Prompt: Using the listing below, copy exactly the lines from the one containing "a protection window" to the one containing "pub mod ports;", both lines included, and no others.
——————
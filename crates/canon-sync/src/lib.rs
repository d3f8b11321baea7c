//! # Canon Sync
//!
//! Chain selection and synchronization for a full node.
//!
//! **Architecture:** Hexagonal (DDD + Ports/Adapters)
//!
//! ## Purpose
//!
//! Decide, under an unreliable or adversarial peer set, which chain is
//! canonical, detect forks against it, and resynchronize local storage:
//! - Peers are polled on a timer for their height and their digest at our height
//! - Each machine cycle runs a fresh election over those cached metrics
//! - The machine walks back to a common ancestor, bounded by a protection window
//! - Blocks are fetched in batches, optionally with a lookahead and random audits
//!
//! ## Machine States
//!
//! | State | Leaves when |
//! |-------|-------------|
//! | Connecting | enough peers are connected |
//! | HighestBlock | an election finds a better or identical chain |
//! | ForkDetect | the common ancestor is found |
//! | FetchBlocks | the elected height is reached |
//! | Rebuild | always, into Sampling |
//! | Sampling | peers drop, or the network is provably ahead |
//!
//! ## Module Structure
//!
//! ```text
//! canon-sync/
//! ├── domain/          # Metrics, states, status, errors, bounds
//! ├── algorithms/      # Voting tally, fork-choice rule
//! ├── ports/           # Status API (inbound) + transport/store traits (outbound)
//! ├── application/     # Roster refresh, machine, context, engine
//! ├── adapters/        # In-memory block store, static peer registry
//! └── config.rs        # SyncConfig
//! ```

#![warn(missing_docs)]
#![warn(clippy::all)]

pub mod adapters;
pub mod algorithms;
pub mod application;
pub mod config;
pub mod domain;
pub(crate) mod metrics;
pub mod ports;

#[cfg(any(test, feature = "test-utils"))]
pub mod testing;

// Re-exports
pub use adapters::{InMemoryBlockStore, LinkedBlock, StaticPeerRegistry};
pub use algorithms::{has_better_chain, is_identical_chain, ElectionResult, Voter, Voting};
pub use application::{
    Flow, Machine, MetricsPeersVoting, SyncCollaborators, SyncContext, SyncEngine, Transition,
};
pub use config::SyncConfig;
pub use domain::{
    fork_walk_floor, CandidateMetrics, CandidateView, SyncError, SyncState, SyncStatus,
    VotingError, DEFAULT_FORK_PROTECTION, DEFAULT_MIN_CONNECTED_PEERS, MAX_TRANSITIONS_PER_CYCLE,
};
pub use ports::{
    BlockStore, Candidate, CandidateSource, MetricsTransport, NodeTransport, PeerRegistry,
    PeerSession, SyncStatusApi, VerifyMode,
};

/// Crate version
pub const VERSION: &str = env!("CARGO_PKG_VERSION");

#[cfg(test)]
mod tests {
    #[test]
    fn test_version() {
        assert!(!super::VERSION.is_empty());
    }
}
——————
Expected answer:
//! - The machine walks back to a common ancestor, bounded by a protection window
//! - Blocks are fetched in batches, optionally with a lookahead and random audits
//!
//! ## Machine States
//!
//! | State | Leaves when |
//! |-------|-------------|
//! | Connecting | enough peers are connected |
//! | HighestBlock | an election finds a better or identical chain |
//! | ForkDetect | the common ancestor is found |
//! | FetchBlocks | the elected height is reached |
//! | Rebuild | always, into Sampling |
//! | Sampling | peers drop, or the network is provably ahead |
//!
//! ## Module Structure
//!
//! ```text
//! canon-sync/
//! ├── domain/          # Metrics, states, status, errors, bounds
//! ├── algorithms/      # Voting tally, fork-choice rule
//! ├── ports/           # Status API (inbound) + transport/store traits (outbound)
//! ├── application/     # Roster refresh, machine, context, engine
//! ├── adapters/        # In-memory block store, static peer registry
//! └── config.rs        # SyncConfig
//! ```

#![warn(missing_docs)]
#![warn(clippy::all)]

pub mod adapters;
pub mod algorithms;
pub mod application;
pub mod config;
pub mod domain;
pub(crate) mod metrics;
pub mod ports;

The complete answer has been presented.